DATASET:
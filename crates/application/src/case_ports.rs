//! Persistence, storage and notification ports for intakes and cases.

use async_trait::async_trait;
use chrono::{DateTime, Utc};

use hsg_core::AppResult;
use hsg_domain::{
    CaseDocument, CaseId, CaseNumber, CasePatch, CaseStatus, CaseStatusFilter, CaseWithIntake,
    DocumentId, FilingCase, IntakeId, IntakeRecord, IntakeSubmission,
};

/// Repository port for intake submissions.
#[async_trait]
pub trait IntakeRepository: Send + Sync {
    /// Persists a validated submission.
    async fn create_intake(
        &self,
        submission: &IntakeSubmission,
        created_at: DateTime<Utc>,
    ) -> AppResult<IntakeRecord>;
}

/// Values for a new filing case row.
#[derive(Debug, Clone, PartialEq, Eq)]
pub struct NewFilingCase {
    /// Intake the case is created from.
    pub intake_id: IntakeId,
    /// Issued case number.
    pub case_number: CaseNumber,
    /// Initial status.
    pub status: CaseStatus,
    /// Creation timestamp.
    pub created_at: DateTime<Utc>,
}

/// Repository port for filing cases.
#[async_trait]
pub trait CaseRepository: Send + Sync {
    /// Inserts a case.
    ///
    /// Returns `AppError::Conflict` when the case number is already taken.
    async fn create_case(&self, case: NewFilingCase) -> AppResult<FilingCase>;

    /// Finds a case with its intake.
    async fn find_case(&self, case_id: CaseId) -> AppResult<Option<CaseWithIntake>>;

    /// Lists cases newest first.
    async fn list_cases(&self, filter: CaseStatusFilter) -> AppResult<Vec<CaseWithIntake>>;

    /// Applies a patch and returns the updated case, or `None` if missing.
    async fn update_case(
        &self,
        case_id: CaseId,
        patch: &CasePatch,
        updated_at: DateTime<Utc>,
    ) -> AppResult<Option<CaseWithIntake>>;
}

/// Repository port for case document metadata.
#[async_trait]
pub trait CaseDocumentRepository: Send + Sync {
    /// Inserts document metadata.
    async fn create_document(&self, document: CaseDocument) -> AppResult<CaseDocument>;

    /// Lists a case's documents, newest first.
    async fn list_documents(&self, case_id: CaseId) -> AppResult<Vec<CaseDocument>>;

    /// Finds a document belonging to the given case.
    async fn find_document(
        &self,
        case_id: CaseId,
        document_id: DocumentId,
    ) -> AppResult<Option<CaseDocument>>;

    /// Deletes document metadata. Returns whether a row was removed.
    async fn delete_document(&self, document_id: DocumentId) -> AppResult<bool>;
}

/// Object storage port for document bytes.
#[async_trait]
pub trait DocumentStorage: Send + Sync {
    /// Stores an object. Fails with `AppError::Conflict` if the key exists.
    async fn put_object(&self, key: &str, bytes: &[u8], content_type: &str) -> AppResult<()>;

    /// Removes an object.
    async fn remove_object(&self, key: &str) -> AppResult<()>;

    /// Returns a time-limited download URL for an object.
    async fn signed_url(&self, key: &str, expires_at: DateTime<Utc>) -> AppResult<String>;
}

/// Notification sent after an intake is accepted.
#[derive(Debug, Clone, PartialEq, Eq)]
pub struct IntakeNotification {
    /// Stored intake.
    pub intake_id: IntakeId,
    /// Service the client asked about.
    pub service_needed: String,
    /// Case number, when a case was opened.
    pub case_number: Option<CaseNumber>,
}

/// Port for downstream integrations (CRM, email) that react to new intakes.
#[async_trait]
pub trait IntakeNotifier: Send + Sync {
    /// Delivers a notification about an accepted intake.
    async fn intake_received(&self, notification: &IntakeNotification) -> AppResult<()>;
}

EXERCISE PROMPT:
Take every line above carrying "Lists" and return it.

RESULT:
    /// Lists cases newest first.
    /// Lists a case's documents, newest first.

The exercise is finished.